--- START ---

use std::time::Duration;

use chrono::{DateTime, Utc};
use tokio::sync::{mpsc, oneshot};
use tracing::{error, info, warn};
use uuid::Uuid;

use crate::client::{ClientManager, ConnectionCheck};
use crate::config::{MessageOrder, ParserConfig};
use crate::error::ServiceError;
use crate::fetcher::{self, MessageRecord};
use crate::platform::Identity;

/// A validated parse request.
#[derive(Debug, Clone, PartialEq)]
pub struct FetchRequest {
    pub channel: String,
    pub limit: usize,
    pub cutoff: Option<DateTime<Utc>>,
}

#[derive(Debug, Clone, Copy)]
pub struct RunnerSettings {
    pub timeout: Duration,
    pub order: MessageOrder,
    pub queue_depth: usize,
}

impl From<&ParserConfig> for RunnerSettings {
    fn from(config: &ParserConfig) -> Self {
        Self {
            timeout: config.fetch_timeout(),
            order: config.order,
            queue_depth: config.queue_depth,
        }
    }
}

enum Job {
    Fetch {
        id: Uuid,
        request: FetchRequest,
        reply: oneshot::Sender<Result<Vec<MessageRecord>, ServiceError>>,
    },
    Status {
        id: Uuid,
        reply: oneshot::Sender<Result<Identity, ServiceError>>,
    },
    Heartbeat {
        reply: oneshot::Sender<ConnectionCheck>,
    },
}

/// Handle to the background task that owns the platform client. Cheap to
/// clone; every clone feeds the same queue.
#[derive(Clone)]
pub struct Runner {
    tx: mpsc::Sender<Job>,
}

impl Runner {
    pub fn spawn(manager: ClientManager, settings: RunnerSettings) -> Self {
        let (tx, rx) = mpsc::channel(settings.queue_depth);
        let worker = Worker {
            manager,
            timeout: settings.timeout,
            order: settings.order,
        };
        tokio::spawn(worker.run(rx));
        Self { tx }
    }

    pub async fn fetch(&self, request: FetchRequest) -> Result<Vec<MessageRecord>, ServiceError> {
        let (reply, rx) = oneshot::channel();
        let id = Uuid::new_v4();
        self.submit(Job::Fetch { id, request, reply }).await?;
        rx.await.map_err(|_| ServiceError::Unavailable)?
    }

    pub async fn status(&self) -> Result<Identity, ServiceError> {
        let (reply, rx) = oneshot::channel();
        let id = Uuid::new_v4();
        self.submit(Job::Status { id, reply }).await?;
        rx.await.map_err(|_| ServiceError::Unavailable)?
    }

    pub async fn heartbeat(&self) -> Result<ConnectionCheck, ServiceError> {
        let (reply, rx) = oneshot::channel();
        self.submit(Job::Heartbeat { reply }).await?;
        rx.await.map_err(|_| ServiceError::Unavailable)
    }

    async fn submit(&self, job: Job) -> Result<(), ServiceError> {
        self.tx.send(job).await.map_err(|_| ServiceError::Unavailable)
    }
}

struct Worker {
    manager: ClientManager,
    timeout: Duration,
    order: MessageOrder,
}

impl Worker {
    async fn run(mut self, mut rx: mpsc::Receiver<Job>) {
        info!("Client runner started");

        while let Some(job) = rx.recv().await {
            match job {
                Job::Fetch { id, request, reply } => {
                    let result = self.fetch(id, request).await;
                    if reply.send(result).is_err() {
                        warn!("Job {}: caller went away before the reply", id);
                    }
                }
                Job::Status { id, reply } => {
                    let result = self.status(id).await;
                    let _ = reply.send(result);
                }
                Job::Heartbeat { reply } => {
                    let _ = reply.send(self.manager.check_connection().await);
                }
            }
        }

        self.manager.release().await;
        info!("Client runner stopped");
    }

    async fn fetch(
        &mut self,
        id: Uuid,
        request: FetchRequest,
    ) -> Result<Vec<MessageRecord>, ServiceError> {
        info!(
            "Job {}: parse channel={} limit={} cutoff={:?}",
            id, request.channel, request.limit, request.cutoff
        );

        let manager = &mut self.manager;
        let work = async {
            let client = manager.ensure_connected().await?;
            fetcher::fetch(client.as_ref(), &request.channel, request.limit, request.cutoff).await
        };

        let result = match tokio::time::timeout(self.timeout, work).await {
            Ok(result) => {
                self.manager.release().await;
                result
            }
            Err(_) => {
                self.manager.reset().await;
                Err(ServiceError::Timeout(self.timeout))
            }
        };

        match result {
            Ok(mut records) => {
                if self.order == MessageOrder::OldestFirst {
                    records.reverse();
                }
                info!("Job {}: {} message(s) from {}", id, records.len(), request.channel);
                Ok(records)
            }
            Err(e) => {
                error!("Job {}: error while parsing channel {}: {}", id, request.channel, e);
                Err(e)
            }
        }
    }

    async fn status(&mut self, id: Uuid) -> Result<Identity, ServiceError> {
        let manager = &mut self.manager;
        let work = async {
            let client = manager.ensure_connected().await?;
            client
                .get_me()
                .await
                .map_err(|e| ServiceError::Connect(e.to_string()))
        };

        let result = match tokio::time::timeout(self.timeout, work).await {
            Ok(result) => {
                self.manager.release().await;
                result
            }
            Err(_) => {
                self.manager.reset().await;
                Err(ServiceError::Timeout(self.timeout))
            }
        };

        if let Err(e) = &result {
            error!("Job {}: status check failed: {}", id, e);
        }
        result
    }
}

#[cfg(test)]
mod tests {
    use super::*;
    use crate::config::{Config, Lifecycle};
    use crate::platform::testing::{self, at, post, ScriptedClient, ScriptedConnector};
    use std::sync::atomic::Ordering;
    use std::sync::Arc;

    fn config(lifecycle: Lifecycle) -> Arc<Config> {
        let mut config = testing::configured();
        config.parser.lifecycle = lifecycle;
        Arc::new(config)
    }

    fn settings(order: MessageOrder) -> RunnerSettings {
        RunnerSettings {
            timeout: Duration::from_secs(5),
            order,
            queue_depth: 8,
        }
    }

    fn example_connector() -> Arc<ScriptedConnector> {
        Arc::new(ScriptedConnector::new(|| {
            Ok(ScriptedClient::new(
                "@example",
                vec![
                    post(3, Some(at(2024, 3, 1)), "c"),
                    post(2, Some(at(2024, 2, 1)), "b"),
                    post(1, Some(at(2024, 1, 1)), "a"),
                ],
            ))
        }))
    }

    fn request(limit: usize) -> FetchRequest {
        FetchRequest {
            channel: "@example".to_string(),
            limit,
            cutoff: None,
        }
    }

    #[tokio::test]
    async fn test_fetch_newest_first() {
        let connector = example_connector();
        let manager = ClientManager::new(connector, config(Lifecycle::Reuse));
        let runner = Runner::spawn(manager, settings(MessageOrder::NewestFirst));

        let records = runner.fetch(request(10)).await.unwrap();
        let ids: Vec<i64> = records.iter().map(|r| r.id).collect();
        assert_eq!(ids, vec![3, 2, 1]);
    }

    #[tokio::test]
    async fn test_fetch_oldest_first() {
        let connector = example_connector();
        let manager = ClientManager::new(connector, config(Lifecycle::Reuse));
        let runner = Runner::spawn(manager, settings(MessageOrder::OldestFirst));

        let records = runner.fetch(request(2)).await.unwrap();
        let ids: Vec<i64> = records.iter().map(|r| r.id).collect();
        assert_eq!(ids, vec![2, 3]);
    }

    #[tokio::test]
    async fn test_concurrent_requests_share_one_client() {
        let connector = example_connector();
        let manager = ClientManager::new(connector.clone(), config(Lifecycle::Reuse));
        let runner = Runner::spawn(manager, settings(MessageOrder::NewestFirst));

        let mut handles = Vec::new();
        for _ in 0..8 {
            let runner = runner.clone();
            handles.push(tokio::spawn(async move { runner.fetch(request(2)).await }));
        }
        for handle in handles {
            assert_eq!(handle.await.unwrap().unwrap().len(), 2);
        }
        assert_eq!(connector.connect_count(), 1);
    }

    #[tokio::test]
    async fn test_per_request_lifecycle_reconnects_each_time() {
        let connector = example_connector();
        let manager = ClientManager::new(connector.clone(), config(Lifecycle::PerRequest));
        let runner = Runner::spawn(manager, settings(MessageOrder::NewestFirst));

        runner.fetch(request(1)).await.unwrap();
        runner.fetch(request(1)).await.unwrap();
        assert_eq!(connector.connect_count(), 2);
        assert!(!connector
            .last_issued()
            .unwrap()
            .connected
            .load(Ordering::SeqCst));
    }

    #[tokio::test]
    async fn test_stalled_fetch_times_out_and_drops_client() {
        let connector = Arc::new(ScriptedConnector::new(|| {
            let mut client = ScriptedClient::new("@example", Vec::new());
            client.stall = true;
            Ok(client)
        }));
        let manager = ClientManager::new(connector.clone(), config(Lifecycle::Reuse));
        let runner = Runner::spawn(
            manager,
            RunnerSettings {
                timeout: Duration::from_millis(50),
                order: MessageOrder::NewestFirst,
                queue_depth: 1,
            },
        );

        let err = runner.fetch(request(5)).await.unwrap_err();
        assert_eq!(err, ServiceError::Timeout(Duration::from_millis(50)));
        assert_eq!(err.to_string(), "Timed out after 50ms");

        runner.fetch(request(5)).await.unwrap_err();
        assert_eq!(connector.connect_count(), 2);
    }

    #[tokio::test]
    async fn test_configuration_error_reaches_caller() {
        let manager = ClientManager::new(example_connector(), Arc::new(Config::default()));
        let runner = Runner::spawn(manager, settings(MessageOrder::NewestFirst));

        let err = runner.fetch(request(1)).await.unwrap_err();
        assert!(matches!(err, ServiceError::Configuration(_)));
    }

    #[tokio::test]
    async fn test_status_reports_identity() {
        let manager = ClientManager::new(example_connector(), config(Lifecycle::Reuse));
        let runner = Runner::spawn(manager, settings(MessageOrder::NewestFirst));

        let me = runner.status().await.unwrap();
        assert_eq!(me.id, 42);
        assert_eq!(me.username.as_deref(), Some("parser_bot"));
    }

    #[tokio::test]
    async fn test_heartbeat_does_not_create_client() {
        let connector = example_connector();
        let manager = ClientManager::new(connector.clone(), config(Lifecycle::Reuse));
        let runner = Runner::spawn(manager, settings(MessageOrder::NewestFirst));

        assert_eq!(runner.heartbeat().await.unwrap(), ConnectionCheck::Idle);
        assert_eq!(connector.connect_count(), 0);

        runner.fetch(request(1)).await.unwrap();
        assert_eq!(runner.heartbeat().await.unwrap(), ConnectionCheck::Healthy);
    }

    #[tokio::test]
    async fn test_closed_queue_is_unavailable() {
        let (tx, rx) = mpsc::channel(1);
        drop(rx);
        let runner = Runner { tx };
        assert_eq!(
            runner.fetch(request(1)).await.unwrap_err(),
            ServiceError::Unavailable
        );
    }
}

--- END ---

### [EXERCISE PROMPT]
Would you copy each line of the records that contains "ClientManager"?

### [FINISHED TASK]
use crate::client::{ClientManager, ConnectionCheck};
    pub fn spawn(manager: ClientManager, settings: RunnerSettings) -> Self {
    manager: ClientManager,
        let manager = ClientManager::new(connector, config(Lifecycle::Reuse));
        let manager = ClientManager::new(connector, config(Lifecycle::Reuse));
        let manager = ClientManager::new(connector.clone(), config(Lifecycle::Reuse));
        let manager = ClientManager::new(connector.clone(), config(Lifecycle::PerRequest));
        let manager = ClientManager::new(connector.clone(), config(Lifecycle::Reuse));
        let manager = ClientManager::new(example_connector(), Arc::new(Config::default()));
        let manager = ClientManager::new(example_connector(), config(Lifecycle::Reuse));
        let manager = ClientManager::new(connector.clone(), config(Lifecycle::Reuse));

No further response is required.